-
Notifications
You must be signed in to change notification settings - Fork 1
Description
Hi @ZouYa99 ,
Thank you for this impressive work! Turbo-VAED shows amazing results in bringing high-resolution video decoding to mobile devices. I’ve learned a lot from your analysis on decoder redundancy.
I have a question regarding the implementation of the Decoupled 3D Pixel Shuffle described in Section 3.3.
I noticed that the current strategy performs in the following order:
- Temporal Transform: Converting channels to the temporal dimension.
- 2D Pixel Shuffle: Converting the remaining channels to spatial dimensions.
The paper mentions that this method yields slightly inferior reconstruction quality compared to the standard 3D pixel shuffle.
My Question: I am curious if you have experimented with the reverse order: performing the 2D Spatial Pixel Shuffle first, and then handling the Temporal Transform?
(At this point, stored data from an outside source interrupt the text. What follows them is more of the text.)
//! The test-declaration vocabulary: which callee names become outline nodes.
//!
//! Matching is exact and case-sensitive on the identifier text. Adding a
//! name to [`VOCABULARY`] is the only change needed to recognize it; the
//! traversal never inspects names itself.

use gko_core::NodeKind;

/// Classification of one recognized identifier.
#[derive(Debug, Clone, Copy, PartialEq, Eq)]
pub struct Declaration {
    pub name: &'static str,
    pub kind: NodeKind,
    pub focused: bool,
    pub pending: bool,
}

const fn plain(name: &'static str, kind: NodeKind) -> Declaration {
    Declaration {
        name,
        kind,
        focused: false,
        pending: false,
    }
}

const fn focused(name: &'static str, kind: NodeKind) -> Declaration {
    Declaration {
        name,
        kind,
        focused: true,
        pending: false,
    }
}

const fn pending(name: &'static str, kind: NodeKind) -> Declaration {
    Declaration {
        name,
        kind,
        focused: false,
        pending: true,
    }
}

use NodeKind::{Container, Hook, Spec};

pub const VOCABULARY: &[Declaration] = &[
    // Specs
    plain("It", Spec),
    plain("Measure", Spec),
    plain("Specify", Spec),
    focused("FIt", Spec),
    focused("FMeasure", Spec),
    focused("FSpecify", Spec),
    pending("PIt", Spec),
    pending("XIt", Spec),
    pending("PMeasure", Spec),
    pending("XMeasure", Spec),
    pending("PSpecify", Spec),
    pending("XSpecify", Spec),
    // Containers
    plain("Context", Container),
    plain("Describe", Container),
    plain("When", Container),
    focused("FContext", Container),
    focused("FDescribe", Container),
    focused("FWhen", Container),
    pending("PContext", Container),
    pending("XContext", Container),
    pending("PDescribe", Container),
    pending("XDescribe", Container),
    pending("PWhen", Container),
    pending("XWhen", Container),
    // Hooks
    plain("By", Hook),
    plain("AfterEach", Hook),
    plain("BeforeEach", Hook),
    plain("JustAfterEach", Hook),
    plain("JustBeforeEach", Hook),
    plain("AfterSuite", Hook),
    plain("BeforeSuite", Hook),
    plain("SynchronizedAfterSuite", Hook),
    plain("SynchronizedBeforeSuite", Hook),
];

/// Look up a callee name. `None` means the call is not a test declaration.
#[must_use]
pub fn classify(name: &str) -> Option<&'static Declaration> {
    VOCABULARY.iter().find(|decl| decl.name == name)
}
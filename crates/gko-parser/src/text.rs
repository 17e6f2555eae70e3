//! Description text of a declaration, taken from its first argument.
//!
//! Only literals are resolved; expressions (`fmt.Sprintf(...)`, constants,
//! concatenations) are never evaluated and yield no text.

use std::str::CharIndices;

use gko_core::{Argument, Literal};
use tracing::debug;

use crate::error::UnquoteError;

/// Text used when a declaration has no literal description.
pub const UNDEFINED_TEXT: &str = "undefined";

/// Resolve the description of a call from its arguments.
///
/// Returns `None` when there are no arguments or the first one is not a
/// literal. Quoted literals are unquoted with Go escaping rules and keep
/// their raw text if unquoting fails; other literals use their raw text.
#[must_use]
pub fn resolve_text(args: &[Argument]) -> Option<String> {
    match args.first()? {
        Argument::Literal(literal) => Some(literal_text(literal)),
        Argument::Expression => None,
    }
}

/// [`resolve_text`] with a fallback for undefined descriptions.
#[must_use]
pub fn resolve_text_or(args: &[Argument], alt: &str) -> String {
    resolve_text(args).unwrap_or_else(|| alt.to_string())
}

fn literal_text(literal: &Literal) -> String {
    if !literal.kind.is_quoted() {
        return literal.raw.clone();
    }
    unquote(&literal.raw).unwrap_or_else(|error| {
        debug!(raw = %literal.raw, %error, "unquote failed, keeping raw literal");
        literal.raw.clone()
    })
}

// ── Go unquoting ──────────────────────────────────────────────────

/// Unquote a Go string, raw string, or rune literal.
///
/// Follows Go's escaping rules: `\a \b \f \n \r \t \v \\`, the active quote
/// character, octal `\ooo`, `\xhh`, `\uhhhh` and `\Uhhhhhhhh`. Raw strings
/// drop carriage returns. Byte escapes that do not form valid UTF-8 are
/// replaced with U+FFFD.
///
/// # Errors
/// Returns `UnquoteError` for unterminated literals, bad escapes, bare
/// quotes or newlines, and rune literals that are not exactly one rune.
pub fn unquote(raw: &str) -> Result<String, UnquoteError> {
    let quote = match raw.chars().next() {
        Some(q @ ('"' | '\'' | '`')) => q,
        _ => return Err(UnquoteError::Unterminated),
    };
    if raw.len() < 2 || !raw.ends_with(quote) {
        return Err(UnquoteError::Unterminated);
    }
    let body = &raw[1..raw.len() - 1];

    if quote == '`' {
        if let Some(at) = body.find('`') {
            return Err(UnquoteError::UnexpectedCharacter(at + 1));
        }
        return Ok(body.replace('\r', ""));
    }
    unquote_interpreted(body, quote)
}

fn unquote_interpreted(body: &str, quote: char) -> Result<String, UnquoteError> {
    let mut out = Vec::with_capacity(body.len());
    let mut chars = body.char_indices();
    let mut runes = 0usize;

    while let Some((i, c)) = chars.next() {
        runes += 1;
        match c {
            '\n' => return Err(UnquoteError::UnexpectedCharacter(i + 1)),
            '\\' => unescape(&mut chars, quote, i + 1, &mut out)?,
            c if c == quote => return Err(UnquoteError::UnexpectedCharacter(i + 1)),
            c => push_char(&mut out, c),
        }
    }

    if quote == '\'' && runes != 1 {
        return Err(UnquoteError::NotSingleRune);
    }
    Ok(String::from_utf8_lossy(&out).into_owned())
}

fn unescape(
    chars: &mut CharIndices<'_>,
    quote: char,
    at: usize,
    out: &mut Vec<u8>,
) -> Result<(), UnquoteError> {
    let Some((_, c)) = chars.next() else {
        return Err(UnquoteError::InvalidEscape(at));
    };
    match c {
        'a' => out.push(0x07),
        'b' => out.push(0x08),
        'f' => out.push(0x0C),
        'n' => out.push(b'\n'),
        'r' => out.push(b'\r'),
        't' => out.push(b'\t'),
        'v' => out.push(0x0B),
        '\\' => out.push(b'\\'),
        '\'' | '"' => {
            if c != quote {
                return Err(UnquoteError::InvalidEscape(at));
            }
            push_char(out, c);
        }
        'x' => {
            let value = read_digits(chars, 2, 16, at)?;
            push_byte_value(out, value, quote, at)?;
        }
        'u' | 'U' => {
            let width = if c == 'u' { 4 } else { 8 };
            let value = read_digits(chars, width, 16, at)?;
            let ch = char::from_u32(value).ok_or(UnquoteError::InvalidEscape(at))?;
            push_char(out, ch);
        }
        '0'..='7' => {
            let rest = read_digits(chars, 2, 8, at)?;
            let value = c.to_digit(8).unwrap_or_default() * 64 + rest;
            push_byte_value(out, value, quote, at)?;
        }
        _ => return Err(UnquoteError::InvalidEscape(at)),
    }
    Ok(())
}

fn read_digits(
    chars: &mut CharIndices<'_>,
    count: usize,
    radix: u32,
    at: usize,
) -> Result<u32, UnquoteError> {
    let mut value = 0u32;
    for _ in 0..count {
        let digit = chars
            .next()
            .and_then(|(_, c)| c.to_digit(radix))
            .ok_or(UnquoteError::InvalidEscape(at))?;
        value = value * radix + digit;
    }
    Ok(value)
}

/// `\x` and octal escapes are raw bytes in strings but code points in runes.
fn push_byte_value(
    out: &mut Vec<u8>,
    value: u32,
    quote: char,
    at: usize,
) -> Result<(), UnquoteError> {
    let byte = u8::try_from(value).map_err(|_| UnquoteError::InvalidEscape(at))?;
    if quote == '\'' {
        push_char(out, char::from(byte));
    } else {
        out.push(byte);
    }
    Ok(())
}

fn push_char(out: &mut Vec<u8>, c: char) {
    let mut buf = [0u8; 4];
    out.extend_from_slice(c.encode_utf8(&mut buf).as_bytes());
}
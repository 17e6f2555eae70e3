//! ast-grep wrapper for Go source and syntax-error detection.

use ast_grep_core::Node;
use ast_grep_core::tree_sitter::StrDoc;
use ast_grep_language::SupportLang;

use crate::error::ParserError;

/// The concrete AST tree type returned by `parse_go`.
pub type AstTree = ast_grep_core::AstGrep<StrDoc<SupportLang>>;

const SNIPPET_CHARS: usize = 40;

/// Parse Go source code into an ast-grep tree.
///
/// tree-sitter always produces a tree; use [`ensure_well_formed`] to reject
/// sources that only parsed with error recovery.
#[must_use]
pub fn parse_go(source: &str) -> AstTree {
    use ast_grep_language::LanguageExt;
    SupportLang::Go.ast_grep(source)
}

/// Fail if the tree contains `ERROR` or missing nodes.
///
/// # Errors
/// Returns `ParserError::ParseFailed` pointing at the first offending node.
pub fn ensure_well_formed<D: ast_grep_core::Doc>(
    root: &ast_grep_core::AstGrep<D>,
    file: &str,
) -> Result<(), ParserError> {
    match first_syntax_error(&root.root()) {
        Some(bad) => {
            let pos = bad.start_pos();
            let snippet: String = bad.text().chars().take(SNIPPET_CHARS).collect();
            Err(ParserError::ParseFailed {
                file: file.to_string(),
                line: pos.line() + 1,
                column: pos.byte_point().1 + 1,
                snippet,
            })
        }
        None => Ok(()),
    }
}

/// Pre-order search on an explicit stack; deep expression chains must not
/// exhaust the call stack.
fn first_syntax_error<'r, D: ast_grep_core::Doc>(root: &Node<'r, D>) -> Option<Node<'r, D>> {
    let mut pending = vec![root.clone()];
    while let Some(node) = pending.pop() {
        if node.kind().as_ref() == "ERROR" || node.is_missing() {
            return Some(node);
        }
        let children: Vec<_> = node.children().collect();
        pending.extend(children.into_iter().rev());
    }
    None
}

#[cfg(test)]
mod tests {
    use super::*;

    #[test]
    fn parse_go_produces_source_file() {
        let tree = parse_go("package p\n");
        assert_eq!(tree.root().kind().as_ref(), "source_file");
    }

    #[test]
    fn well_formed_source_passes() {
        let tree = parse_go("package p\n\nvar _ = Describe(\"A\", func() {})\n");
        assert!(ensure_well_formed(&tree, "ok.go").is_ok());
    }

    #[test]
    fn syntax_error_is_reported_with_position() {
        let tree = parse_go("package p\n\nvar _ = Describe(\"A\", func() {\n");
        let err = ensure_well_formed(&tree, "broken.go").expect_err("should fail");
        match err {
            ParserError::ParseFailed { file, line, .. } => {
                assert_eq!(file, "broken.go");
                assert!(line >= 3, "line: {line}");
            }
            ParserError::Io(other) => panic!("unexpected io error: {other}"),
        }
    }

    #[test]
    fn deep_expression_chain_is_well_formed() {
        let chain = vec!["\"x\""; 20_000].join(" + ");
        let source = format!("package p\n\nvar _ = Describe(\"A\", func() {{\n\t_ = {chain}\n}})\n");
        let tree = parse_go(&source);
        assert!(ensure_well_formed(&tree, "deep.go").is_ok());
    }
}
//! Reading-order sort: columns left to right, rows top to bottom.

use crate::tree::{ContentTree, NodeId};

/// Positioned node used by [`order_positions`].
#[derive(Clone, Copy, Debug, PartialEq)]
pub struct Positioned {
    pub node: NodeId,
    pub x: f32,
    pub y: f32,
}

/// Order positioned nodes into reading order.
///
/// Nodes are stable-sorted by `x`, grouped greedily into columns (a node joins
/// the current column when within `column_threshold` of the column's first
/// member), each column is stable-sorted by `y`, and columns are concatenated.
pub fn order_positions(mut items: Vec<Positioned>, column_threshold: f32) -> Vec<NodeId> {
    items.sort_by(|a, b| a.x.total_cmp(&b.x));

    let mut columns: Vec<Vec<Positioned>> = Vec::new();
    for item in items {
        match columns.last_mut() {
            Some(column)
                if column
                    .first()
                    .is_some_and(|first| (item.x - first.x).abs() <= column_threshold) =>
            {
                column.push(item);
            }
            _ => columns.push(vec![item]),
        }
    }

    let mut ordered = Vec::new();
    for mut column in columns {
        column.sort_by(|a, b| a.y.total_cmp(&b.y));
        ordered.extend(column.into_iter().map(|item| item.node));
    }
    ordered
}

/// Order nodes by their current bounding rectangles.
///
/// Nodes without a layout box sort as if positioned at the origin.
pub fn reading_order<T: ContentTree + ?Sized>(
    tree: &T,
    nodes: &[NodeId],
    column_threshold: f32,
) -> Vec<NodeId> {
    let items = nodes
        .iter()
        .map(|&node| {
            let rect = tree.bounding_rect(node).unwrap_or_default();
            Positioned {
                node,
                x: rect.x,
                y: rect.y,
            }
        })
        .collect();
    order_positions(items, column_threshold)
}
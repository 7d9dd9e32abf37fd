//! Cooperative task queue and frame-budgeted candidate batches.
//!
//! Both queues are plain data: they only say *when* the host should be asked
//! for a callback. The engine owns them and runs the work.

use std::collections::{HashSet, VecDeque};

use crate::tree::NodeId;

/// Deferred unit of engine work.
#[derive(Clone, Debug, PartialEq, Eq)]
pub enum Task {
    /// Scan the subtree of a node for candidates.
    Scan(NodeId),
    /// Schedule nodes reported visible by the host.
    Reveal(Vec<NodeId>),
}

/// FIFO of tasks drained one per microtask turn.
#[derive(Debug, Default)]
pub struct TaskQueue {
    tasks: VecDeque<Task>,
    draining: bool,
}

impl TaskQueue {
    pub fn new() -> Self {
        Self::default()
    }

    /// Queue `task`. Returns true when the caller must request a microtask.
    pub fn enqueue(&mut self, task: Task) -> bool {
        self.tasks.push_back(task);
        self.arm()
    }

    /// Next task for the current turn, if a turn is armed.
    pub fn take_next(&mut self) -> Option<Task> {
        if !self.draining {
            return None;
        }
        self.tasks.pop_front()
    }

    /// End the current turn. Returns true when another microtask is needed.
    pub fn finish_turn(&mut self) -> bool {
        self.draining = false;
        self.arm()
    }

    fn arm(&mut self) -> bool {
        if self.draining || self.tasks.is_empty() {
            return false;
        }
        self.draining = true;
        true
    }

    pub fn is_draining(&self) -> bool {
        self.draining
    }

    pub fn len(&self) -> usize {
        self.tasks.len()
    }

    pub fn is_empty(&self) -> bool {
        self.tasks.is_empty()
    }

    /// Drop queued tasks without running them.
    pub fn clear(&mut self) {
        self.tasks.clear();
        self.draining = false;
    }
}

#[derive(Debug)]
struct Batch {
    nodes: VecDeque<NodeId>,
    recheck_visibility: bool,
}

/// Candidate popped from [`FrameBatches::next`].
#[derive(Clone, Copy, Debug, PartialEq, Eq)]
pub struct Scheduled {
    pub node: NodeId,
    /// Re-evaluate visibility before transforming.
    pub recheck_visibility: bool,
}

/// Ordered candidate batches processed across frame callbacks.
///
/// Batches are served strictly in arrival order; a node is held by at most one
/// pending batch.
#[derive(Debug, Default)]
pub struct FrameBatches {
    batches: VecDeque<Batch>,
    in_flight: HashSet<NodeId>,
    frame_scheduled: bool,
}

impl FrameBatches {
    pub fn new() -> Self {
        Self::default()
    }

    /// Append a batch. Returns true when the caller must request a frame.
    pub fn push(&mut self, nodes: Vec<NodeId>, recheck_visibility: bool) -> bool {
        let nodes: VecDeque<NodeId> = nodes
            .into_iter()
            .filter(|node| self.in_flight.insert(*node))
            .collect();
        if nodes.is_empty() {
            return false;
        }
        self.batches.push_back(Batch {
            nodes,
            recheck_visibility,
        });
        self.arm()
    }

    /// Mark the requested frame as delivered.
    pub fn begin_frame(&mut self) {
        self.frame_scheduled = false;
    }

    pub fn next(&mut self) -> Option<Scheduled> {
        loop {
            let batch = self.batches.front_mut()?;
            if let Some(node) = batch.nodes.pop_front() {
                self.in_flight.remove(&node);
                return Some(Scheduled {
                    node,
                    recheck_visibility: batch.recheck_visibility,
                });
            }
            self.batches.pop_front();
        }
    }

    /// Re-arm after a frame. Returns true when another frame is needed.
    pub fn arm(&mut self) -> bool {
        if self.frame_scheduled || self.in_flight.is_empty() {
            return false;
        }
        self.frame_scheduled = true;
        true
    }

    pub fn is_frame_scheduled(&self) -> bool {
        self.frame_scheduled
    }

    /// Nodes waiting across all batches.
    pub fn pending(&self) -> usize {
        self.in_flight.len()
    }

    pub fn clear(&mut self) {
        self.batches.clear();
        self.in_flight.clear();
        self.frame_scheduled = false;
    }
}
//! Engine configuration, viewport presets and caller overlays.

use std::collections::{BTreeMap, HashMap, HashSet};

use serde::Deserialize;

use crate::classify::SelectorConfig;
use crate::error::{ErrorKind, ReadifyError};
use crate::fragment::OutputMarkers;
use crate::lexicon::{COMMON_WORDS, SYLLABLE_EXCEPTIONS};

/// Emphasis ratios per word bucket.
#[derive(Clone, Copy, Debug, PartialEq)]
pub struct BoldRatios {
    /// Ratio applied to recognized common words.
    pub common_words: f64,
    /// Single-syllable words of at most 4 letters (also every word of length <= 4).
    pub single_short: f64,
    /// Single-syllable words of 5..=7 letters.
    pub single_medium: f64,
    /// Single-syllable words longer than 7 letters.
    pub single_long: f64,
    /// Two-syllable words.
    pub two: f64,
    /// Three-syllable words.
    pub three: f64,
    /// Words with four or more syllables.
    pub four_plus: f64,
}

impl Default for BoldRatios {
    fn default() -> Self {
        Self {
            common_words: 0.35,
            single_short: 0.35,
            single_medium: 0.4,
            single_long: 0.45,
            two: 0.45,
            three: 0.55,
            four_plus: 0.65,
        }
    }
}

/// Word-level emphasis configuration.
#[derive(Clone, Debug, PartialEq)]
pub struct BionicConfig {
    /// Multiplier on computed emphasis length.
    pub bold_factor: f64,
    /// Emphasize single-syllable words.
    pub bold_single_syllables: bool,
    /// Emphasize recognized common words.
    pub bold_common_words: bool,
    /// Lowercase common-word vocabulary.
    pub common_words: HashSet<String>,
    /// Lowercase word -> syllable count overrides.
    pub syllable_exceptions: HashMap<String, u32>,
    /// Ratio tables.
    pub ratios: BoldRatios,
    /// Lower clamp for non-zero emphasis length.
    pub min_bold_length: usize,
    /// Upper clamp for emphasis length.
    pub max_bold_length: usize,
}

impl Default for BionicConfig {
    fn default() -> Self {
        Self {
            bold_factor: 1.0,
            bold_single_syllables: false,
            bold_common_words: false,
            common_words: COMMON_WORDS.iter().map(|w| (*w).to_string()).collect(),
            syllable_exceptions: SYLLABLE_EXCEPTIONS
                .iter()
                .map(|(w, n)| ((*w).to_string(), *n))
                .collect(),
            ratios: BoldRatios::default(),
            min_bold_length: 1,
            max_bold_length: 5,
        }
    }
}

impl BionicConfig {
    /// Defaults with the emphasis cap derived from viewport width.
    pub fn for_viewport_width(width: f32) -> Self {
        Self {
            max_bold_length: max_bold_length_for_width(width),
            ..Self::default()
        }
    }

    /// Merge caller overrides. Vocabulary and exceptions are added, never replaced.
    pub fn apply_overrides(&mut self, overrides: &ConfigOverrides) -> Result<(), ReadifyError> {
        if let Some(factor) = overrides.bold_factor {
            if !factor.is_finite() || factor <= 0.0 {
                return Err(ReadifyError::new(
                    ErrorKind::Config,
                    "CONFIG_BOLD_FACTOR",
                    format!("boldFactor must be a positive finite number, got {}", factor),
                ));
            }
            self.bold_factor = factor;
        }
        if let Some(flag) = overrides.bold_single_syllables {
            self.bold_single_syllables = flag;
        }
        if let Some(flag) = overrides.bold_common_words {
            self.bold_common_words = flag;
        }
        for word in &overrides.common_words {
            let normalized = word.trim().to_lowercase();
            if !normalized.is_empty() {
                self.common_words.insert(normalized);
            }
        }
        for (word, count) in &overrides.syllable_exceptions {
            if *count == 0 {
                return Err(ReadifyError::new(
                    ErrorKind::Config,
                    "CONFIG_SYLLABLE_EXCEPTION",
                    format!("syllable exception for '{}' must be at least 1", word),
                ));
            }
            self.syllable_exceptions
                .insert(word.trim().to_lowercase(), *count);
        }
        Ok(())
    }
}

/// Caller-supplied overlay, merged once at engine construction.
///
/// Keys follow the public option names (`boldFactor`, `commonWords`, ...).
#[derive(Clone, Debug, Default, PartialEq, Deserialize)]
#[serde(default, rename_all = "camelCase")]
pub struct ConfigOverrides {
    pub bold_factor: Option<f64>,
    pub bold_single_syllables: Option<bool>,
    pub bold_common_words: Option<bool>,
    pub common_words: Vec<String>,
    pub syllable_exceptions: BTreeMap<String, u32>,
}

#[cfg(feature = "json")]
impl ConfigOverrides {
    /// Parse an overlay from a JSON object.
    pub fn from_json(json: &str) -> Result<Self, ReadifyError> {
        serde_json::from_str(json).map_err(|err| {
            ReadifyError::new(
                ErrorKind::Config,
                "CONFIG_JSON",
                format!("invalid overrides: {}", err),
            )
        })
    }
}

/// Capacity caps for the analyzer caches.
#[derive(Clone, Copy, Debug, PartialEq, Eq)]
pub struct CacheLimits {
    /// Max normalized words kept in the syllable cache.
    pub max_syllable_entries: usize,
    /// Max words kept in the analysis cache.
    pub max_analysis_entries: usize,
    /// Max (node, query) entries kept by the classifier.
    pub max_classification_entries: usize,
}

impl Default for CacheLimits {
    fn default() -> Self {
        Self {
            max_syllable_entries: 10_000,
            max_analysis_entries: 10_000,
            max_classification_entries: 50_000,
        }
    }
}

/// Frame-batch scheduling limits.
#[derive(Clone, Copy, Debug, PartialEq)]
pub struct SchedulerConfig {
    /// Wall-clock budget per frame callback.
    pub frame_budget_ms: f64,
    /// Hard cap on candidates transformed per frame callback.
    pub max_elements_per_frame: usize,
}

impl Default for SchedulerConfig {
    fn default() -> Self {
        Self {
            frame_budget_ms: 16.0,
            max_elements_per_frame: 50,
        }
    }
}

/// Visibility evaluation and subscription parameters.
#[derive(Clone, Copy, Debug, PartialEq)]
pub struct VisibilityOptions {
    /// Vertical margin added around the viewport for subscriptions.
    pub root_margin_px: f32,
    /// Intersection ratio at which a subscribed node counts as revealed.
    pub threshold: f32,
    /// Margin used for synchronous visible/hidden partitioning.
    pub viewport_margin_px: f32,
}

impl Default for VisibilityOptions {
    fn default() -> Self {
        Self::for_viewport_height(800.0, false)
    }
}

impl VisibilityOptions {
    pub fn for_viewport_height(height: f32, mobile: bool) -> Self {
        Self {
            root_margin_px: (height * 0.2).floor(),
            threshold: if mobile { 0.1 } else { 0.05 },
            viewport_margin_px: (height * 0.5).floor().clamp(100.0, 400.0),
        }
    }
}

/// Attribute names whose changes trigger a re-scan.
#[derive(Clone, Debug, PartialEq, Eq)]
pub struct ChangeFilter {
    pub attributes: Vec<String>,
}

impl Default for ChangeFilter {
    fn default() -> Self {
        Self::for_selectors(&SelectorConfig::default())
    }
}

impl ChangeFilter {
    /// Filter accepting layout-affecting attributes plus every attribute the
    /// selector rules read.
    pub fn for_selectors(selectors: &SelectorConfig) -> Self {
        let mut attributes: Vec<String> = ["class", "style", "contenteditable", "role", "hidden"]
            .iter()
            .map(|name| (*name).to_string())
            .collect();
        for name in selectors.watched_attributes() {
            if !attributes.contains(&name) {
                attributes.push(name);
            }
        }
        Self { attributes }
    }

    pub fn accepts_attribute(&self, name: &str) -> bool {
        self.attributes
            .iter()
            .any(|attr| attr.eq_ignore_ascii_case(name))
    }
}

/// Complete engine options.
#[derive(Clone, Debug, PartialEq)]
pub struct EngineOptions {
    /// Word analysis configuration.
    pub bionic: BionicConfig,
    /// Element classification rules.
    pub selectors: SelectorConfig,
    /// Tag/class names used for emitted fragments.
    pub markers: OutputMarkers,
    /// Frame scheduling limits.
    pub scheduler: SchedulerConfig,
    /// Visibility gate parameters.
    pub visibility: VisibilityOptions,
    /// Horizontal distance within which candidates share a reading column.
    pub column_threshold_px: f32,
    /// Cache capacity caps.
    pub cache: CacheLimits,
    /// Change-record attribute filter.
    pub changes: ChangeFilter,
}

impl Default for EngineOptions {
    fn default() -> Self {
        let viewport = crate::tree::Viewport::default();
        Self::for_viewport(viewport.width, viewport.height)
    }
}

impl EngineOptions {
    /// Options with screen-dependent constants derived from the viewport.
    pub fn for_viewport(width: f32, height: f32) -> Self {
        let markers = OutputMarkers::default();
        let selectors = SelectorConfig::with_markers(&markers);
        let changes = ChangeFilter::for_selectors(&selectors);
        Self {
            bionic: BionicConfig::for_viewport_width(width),
            selectors,
            markers,
            scheduler: SchedulerConfig::default(),
            visibility: VisibilityOptions::for_viewport_height(height, false),
            column_threshold_px: column_threshold_for_width(width),
            cache: CacheLimits::default(),
            changes,
        }
    }

    /// Touch-device preset: higher intersection threshold.
    pub fn mobile(width: f32, height: f32) -> Self {
        Self {
            visibility: VisibilityOptions::for_viewport_height(height, true),
            ..Self::for_viewport(width, height)
        }
    }

    /// Merge a caller overlay into these options.
    pub fn with_overrides(mut self, overrides: &ConfigOverrides) -> Result<Self, ReadifyError> {
        self.bionic.apply_overrides(overrides)?;
        Ok(self)
    }
}

fn max_bold_length_for_width(width: f32) -> usize {
    let by_width = (width.max(0.0) / 200.0).ceil() as usize;
    by_width.clamp(1, 5)
}

fn column_threshold_for_width(width: f32) -> f32 {
    (width * 0.1).floor().clamp(50.0, 200.0)
}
Intuitively, it seems that performing the spatial shuffle first might better preserve the local spatial correlations inherent in the channel packing, potentially narrowing the quality gap with the standard 3D pixel shuffle.
Was the choice of the current order (Channel -> Time -> Space) driven by specific hardware constraints on mobile devices (e.g., operator compatibility/efficiency on the iPhone NPU), or was it an empirical finding that this order simply performs better?
Thank you again for your time :)